#### PROBLEM TO SOLVE
The entries below contain a line with "into output orientation." and a line with "use tempfile::TempDir;". Retype exactly everything from the first down to the second, both included, and nothing else.
BEGIN
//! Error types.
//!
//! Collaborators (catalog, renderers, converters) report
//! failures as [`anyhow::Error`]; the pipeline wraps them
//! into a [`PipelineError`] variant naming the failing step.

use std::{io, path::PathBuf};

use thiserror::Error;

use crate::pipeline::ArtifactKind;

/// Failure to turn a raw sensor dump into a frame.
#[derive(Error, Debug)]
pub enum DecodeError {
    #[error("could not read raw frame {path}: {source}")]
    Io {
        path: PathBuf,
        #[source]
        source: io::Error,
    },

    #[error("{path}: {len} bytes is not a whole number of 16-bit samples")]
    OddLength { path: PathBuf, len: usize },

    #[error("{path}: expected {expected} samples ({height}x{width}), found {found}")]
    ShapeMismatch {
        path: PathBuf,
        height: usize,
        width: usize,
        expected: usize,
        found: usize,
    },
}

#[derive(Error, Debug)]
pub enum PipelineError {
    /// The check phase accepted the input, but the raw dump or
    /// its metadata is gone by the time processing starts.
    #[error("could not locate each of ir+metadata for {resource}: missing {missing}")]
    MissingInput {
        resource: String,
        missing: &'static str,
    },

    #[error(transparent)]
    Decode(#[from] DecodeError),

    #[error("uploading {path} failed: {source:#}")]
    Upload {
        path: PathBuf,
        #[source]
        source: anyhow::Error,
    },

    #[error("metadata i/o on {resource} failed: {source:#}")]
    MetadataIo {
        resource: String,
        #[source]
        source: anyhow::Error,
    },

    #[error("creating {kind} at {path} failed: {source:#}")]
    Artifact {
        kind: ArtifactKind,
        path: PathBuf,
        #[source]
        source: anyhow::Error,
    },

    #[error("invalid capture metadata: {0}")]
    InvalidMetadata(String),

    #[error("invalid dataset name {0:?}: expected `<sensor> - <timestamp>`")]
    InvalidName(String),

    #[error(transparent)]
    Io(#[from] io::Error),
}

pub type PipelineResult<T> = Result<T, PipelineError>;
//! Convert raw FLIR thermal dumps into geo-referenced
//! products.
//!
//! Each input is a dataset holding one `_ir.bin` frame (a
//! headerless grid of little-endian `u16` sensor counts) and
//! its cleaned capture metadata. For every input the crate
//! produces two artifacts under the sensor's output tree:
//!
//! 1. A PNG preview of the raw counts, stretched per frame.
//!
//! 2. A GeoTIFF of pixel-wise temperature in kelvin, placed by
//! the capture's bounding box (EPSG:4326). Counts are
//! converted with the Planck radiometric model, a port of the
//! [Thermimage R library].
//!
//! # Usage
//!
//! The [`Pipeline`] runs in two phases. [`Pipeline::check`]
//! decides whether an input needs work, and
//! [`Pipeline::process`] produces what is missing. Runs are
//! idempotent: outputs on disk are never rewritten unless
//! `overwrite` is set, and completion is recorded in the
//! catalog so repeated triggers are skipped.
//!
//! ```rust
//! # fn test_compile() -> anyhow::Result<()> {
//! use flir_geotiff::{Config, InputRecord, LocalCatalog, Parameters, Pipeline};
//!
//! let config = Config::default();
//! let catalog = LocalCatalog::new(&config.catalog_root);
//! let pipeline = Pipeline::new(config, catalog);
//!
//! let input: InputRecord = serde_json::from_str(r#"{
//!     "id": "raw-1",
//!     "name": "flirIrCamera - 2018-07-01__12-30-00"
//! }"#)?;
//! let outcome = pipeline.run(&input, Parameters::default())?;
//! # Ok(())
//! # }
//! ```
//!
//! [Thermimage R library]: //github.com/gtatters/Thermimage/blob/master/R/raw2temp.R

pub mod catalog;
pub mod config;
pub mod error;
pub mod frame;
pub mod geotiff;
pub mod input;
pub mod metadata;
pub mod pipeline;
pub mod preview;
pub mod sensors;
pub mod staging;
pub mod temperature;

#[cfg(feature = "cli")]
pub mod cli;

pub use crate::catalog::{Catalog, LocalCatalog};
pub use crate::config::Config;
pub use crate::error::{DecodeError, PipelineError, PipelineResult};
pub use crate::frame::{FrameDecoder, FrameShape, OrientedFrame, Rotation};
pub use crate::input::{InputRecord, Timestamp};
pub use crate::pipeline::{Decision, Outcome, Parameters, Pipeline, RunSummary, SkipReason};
END
BEGIN
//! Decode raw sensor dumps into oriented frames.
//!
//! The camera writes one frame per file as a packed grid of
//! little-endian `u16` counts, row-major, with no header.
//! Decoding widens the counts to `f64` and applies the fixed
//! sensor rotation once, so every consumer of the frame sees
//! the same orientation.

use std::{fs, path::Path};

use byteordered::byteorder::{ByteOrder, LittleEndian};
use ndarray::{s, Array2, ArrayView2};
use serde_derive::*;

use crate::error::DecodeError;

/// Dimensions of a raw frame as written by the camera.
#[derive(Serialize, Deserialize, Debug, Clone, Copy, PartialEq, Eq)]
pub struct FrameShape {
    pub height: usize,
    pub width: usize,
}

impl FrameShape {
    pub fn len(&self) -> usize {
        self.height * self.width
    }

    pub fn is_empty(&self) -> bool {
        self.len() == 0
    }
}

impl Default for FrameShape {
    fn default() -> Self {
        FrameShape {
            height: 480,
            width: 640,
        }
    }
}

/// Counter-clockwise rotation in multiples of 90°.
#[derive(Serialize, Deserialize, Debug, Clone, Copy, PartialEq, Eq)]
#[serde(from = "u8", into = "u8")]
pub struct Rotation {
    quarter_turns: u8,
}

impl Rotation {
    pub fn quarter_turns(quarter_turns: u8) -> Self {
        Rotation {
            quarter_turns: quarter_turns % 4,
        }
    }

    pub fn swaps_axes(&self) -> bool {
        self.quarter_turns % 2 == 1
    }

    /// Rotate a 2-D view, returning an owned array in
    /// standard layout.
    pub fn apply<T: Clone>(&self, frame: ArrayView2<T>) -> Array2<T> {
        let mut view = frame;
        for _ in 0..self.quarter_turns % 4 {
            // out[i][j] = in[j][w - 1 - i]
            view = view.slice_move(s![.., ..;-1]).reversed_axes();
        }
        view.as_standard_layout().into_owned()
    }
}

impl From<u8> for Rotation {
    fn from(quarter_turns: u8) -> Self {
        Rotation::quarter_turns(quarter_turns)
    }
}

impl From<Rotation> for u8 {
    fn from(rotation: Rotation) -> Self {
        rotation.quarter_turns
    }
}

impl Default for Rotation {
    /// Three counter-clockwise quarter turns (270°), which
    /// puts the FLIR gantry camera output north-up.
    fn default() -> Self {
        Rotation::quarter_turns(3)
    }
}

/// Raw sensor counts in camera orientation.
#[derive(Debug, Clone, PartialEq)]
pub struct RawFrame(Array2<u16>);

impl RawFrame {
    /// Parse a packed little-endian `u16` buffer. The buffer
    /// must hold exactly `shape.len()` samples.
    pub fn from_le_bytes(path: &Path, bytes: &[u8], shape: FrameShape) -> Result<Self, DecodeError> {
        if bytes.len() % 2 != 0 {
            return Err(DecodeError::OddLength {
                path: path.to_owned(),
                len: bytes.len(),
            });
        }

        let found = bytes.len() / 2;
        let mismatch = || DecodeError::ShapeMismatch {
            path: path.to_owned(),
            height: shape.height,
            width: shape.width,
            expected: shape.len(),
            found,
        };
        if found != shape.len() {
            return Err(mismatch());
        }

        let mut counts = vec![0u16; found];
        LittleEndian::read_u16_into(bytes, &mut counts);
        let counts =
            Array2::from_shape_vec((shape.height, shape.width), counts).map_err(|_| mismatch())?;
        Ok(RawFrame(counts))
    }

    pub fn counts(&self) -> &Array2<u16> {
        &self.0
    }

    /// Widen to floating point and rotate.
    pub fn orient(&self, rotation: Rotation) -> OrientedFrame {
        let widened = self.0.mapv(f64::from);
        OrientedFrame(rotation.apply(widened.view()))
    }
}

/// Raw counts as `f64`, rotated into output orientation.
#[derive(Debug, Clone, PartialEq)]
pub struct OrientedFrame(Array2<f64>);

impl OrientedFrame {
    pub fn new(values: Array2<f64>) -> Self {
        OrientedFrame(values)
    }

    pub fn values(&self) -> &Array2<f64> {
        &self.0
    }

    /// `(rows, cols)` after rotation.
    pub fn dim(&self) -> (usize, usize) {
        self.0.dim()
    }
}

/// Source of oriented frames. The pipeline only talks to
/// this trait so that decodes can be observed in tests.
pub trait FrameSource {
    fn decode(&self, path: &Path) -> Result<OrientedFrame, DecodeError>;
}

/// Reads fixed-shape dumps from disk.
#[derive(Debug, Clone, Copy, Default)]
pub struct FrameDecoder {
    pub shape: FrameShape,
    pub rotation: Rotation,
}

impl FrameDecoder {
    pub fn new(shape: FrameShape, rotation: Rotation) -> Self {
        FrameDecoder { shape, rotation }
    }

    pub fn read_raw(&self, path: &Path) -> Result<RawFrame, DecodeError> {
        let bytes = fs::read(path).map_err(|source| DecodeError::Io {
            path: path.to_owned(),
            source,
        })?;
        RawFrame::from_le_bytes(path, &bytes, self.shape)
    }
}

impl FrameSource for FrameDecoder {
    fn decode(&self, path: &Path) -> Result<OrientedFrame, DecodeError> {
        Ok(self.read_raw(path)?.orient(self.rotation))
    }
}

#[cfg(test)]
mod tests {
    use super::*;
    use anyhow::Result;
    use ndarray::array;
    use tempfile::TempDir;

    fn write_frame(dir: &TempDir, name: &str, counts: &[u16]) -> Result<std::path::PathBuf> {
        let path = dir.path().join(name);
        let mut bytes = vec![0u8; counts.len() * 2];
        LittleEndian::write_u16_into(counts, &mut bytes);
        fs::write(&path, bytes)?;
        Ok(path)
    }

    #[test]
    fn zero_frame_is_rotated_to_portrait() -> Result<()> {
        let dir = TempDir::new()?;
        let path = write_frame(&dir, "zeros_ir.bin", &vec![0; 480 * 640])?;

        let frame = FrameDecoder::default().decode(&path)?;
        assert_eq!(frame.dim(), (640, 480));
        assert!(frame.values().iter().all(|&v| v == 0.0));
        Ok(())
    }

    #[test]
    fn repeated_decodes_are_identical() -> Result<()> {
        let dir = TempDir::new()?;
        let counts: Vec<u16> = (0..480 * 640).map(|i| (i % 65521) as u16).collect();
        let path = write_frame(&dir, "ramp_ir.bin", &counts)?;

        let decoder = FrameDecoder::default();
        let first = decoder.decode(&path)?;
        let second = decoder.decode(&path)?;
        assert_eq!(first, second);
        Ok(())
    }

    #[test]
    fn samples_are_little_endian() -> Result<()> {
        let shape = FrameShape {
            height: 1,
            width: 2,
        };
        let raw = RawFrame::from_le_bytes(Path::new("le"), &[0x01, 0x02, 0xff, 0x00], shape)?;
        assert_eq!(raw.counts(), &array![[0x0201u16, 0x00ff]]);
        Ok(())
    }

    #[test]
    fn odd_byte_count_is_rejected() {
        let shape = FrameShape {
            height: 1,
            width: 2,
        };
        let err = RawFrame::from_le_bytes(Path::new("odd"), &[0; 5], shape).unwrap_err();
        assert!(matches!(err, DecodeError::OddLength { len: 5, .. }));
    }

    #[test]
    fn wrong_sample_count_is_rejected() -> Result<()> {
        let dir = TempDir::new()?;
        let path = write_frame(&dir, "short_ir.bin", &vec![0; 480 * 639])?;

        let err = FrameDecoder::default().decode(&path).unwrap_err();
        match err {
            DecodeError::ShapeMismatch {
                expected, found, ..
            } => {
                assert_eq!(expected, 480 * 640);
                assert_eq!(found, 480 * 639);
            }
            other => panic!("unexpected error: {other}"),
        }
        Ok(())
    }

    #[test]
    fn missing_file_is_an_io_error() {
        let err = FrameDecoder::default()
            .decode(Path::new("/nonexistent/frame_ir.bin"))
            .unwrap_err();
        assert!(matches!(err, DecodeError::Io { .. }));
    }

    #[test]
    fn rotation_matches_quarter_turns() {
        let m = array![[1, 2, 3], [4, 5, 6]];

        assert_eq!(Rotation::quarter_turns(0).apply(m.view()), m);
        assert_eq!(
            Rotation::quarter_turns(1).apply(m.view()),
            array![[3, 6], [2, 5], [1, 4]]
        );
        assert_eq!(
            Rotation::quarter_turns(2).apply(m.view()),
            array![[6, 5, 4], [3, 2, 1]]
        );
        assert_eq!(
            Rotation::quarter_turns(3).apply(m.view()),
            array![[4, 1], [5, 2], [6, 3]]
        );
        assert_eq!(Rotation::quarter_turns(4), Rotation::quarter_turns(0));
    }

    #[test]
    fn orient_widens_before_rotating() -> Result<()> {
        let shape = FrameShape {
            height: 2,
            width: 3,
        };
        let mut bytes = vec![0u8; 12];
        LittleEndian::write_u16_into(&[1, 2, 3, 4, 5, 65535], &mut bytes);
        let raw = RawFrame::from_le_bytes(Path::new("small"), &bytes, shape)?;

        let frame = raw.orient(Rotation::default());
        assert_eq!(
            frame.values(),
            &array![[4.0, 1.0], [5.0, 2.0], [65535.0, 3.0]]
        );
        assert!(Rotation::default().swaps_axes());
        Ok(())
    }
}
END
#### RESULT FOR THIS TASK
/// Raw counts as `f64`, rotated into output orientation.
#[derive(Debug, Clone, PartialEq)]
pub struct OrientedFrame(Array2<f64>);

impl OrientedFrame {
    pub fn new(values: Array2<f64>) -> Self {
        OrientedFrame(values)
    }

    pub fn values(&self) -> &Array2<f64> {
        &self.0
    }

    /// `(rows, cols)` after rotation.
    pub fn dim(&self) -> (usize, usize) {
        self.0.dim()
    }
}

/// Source of oriented frames. The pipeline only talks to
/// this trait so that decodes can be observed in tests.
pub trait FrameSource {
    fn decode(&self, path: &Path) -> Result<OrientedFrame, DecodeError>;
}

/// Reads fixed-shape dumps from disk.
#[derive(Debug, Clone, Copy, Default)]
pub struct FrameDecoder {
    pub shape: FrameShape,
    pub rotation: Rotation,
}

impl FrameDecoder {
    pub fn new(shape: FrameShape, rotation: Rotation) -> Self {
        FrameDecoder { shape, rotation }
    }

    pub fn read_raw(&self, path: &Path) -> Result<RawFrame, DecodeError> {
        let bytes = fs::read(path).map_err(|source| DecodeError::Io {
            path: path.to_owned(),
            source,
        })?;
        RawFrame::from_le_bytes(path, &bytes, self.shape)
    }
}

impl FrameSource for FrameDecoder {
    fn decode(&self, path: &Path) -> Result<OrientedFrame, DecodeError> {
        Ok(self.read_raw(path)?.orient(self.rotation))
    }
}

#[cfg(test)]
mod tests {
    use super::*;
    use anyhow::Result;
    use ndarray::array;
    use tempfile::TempDir;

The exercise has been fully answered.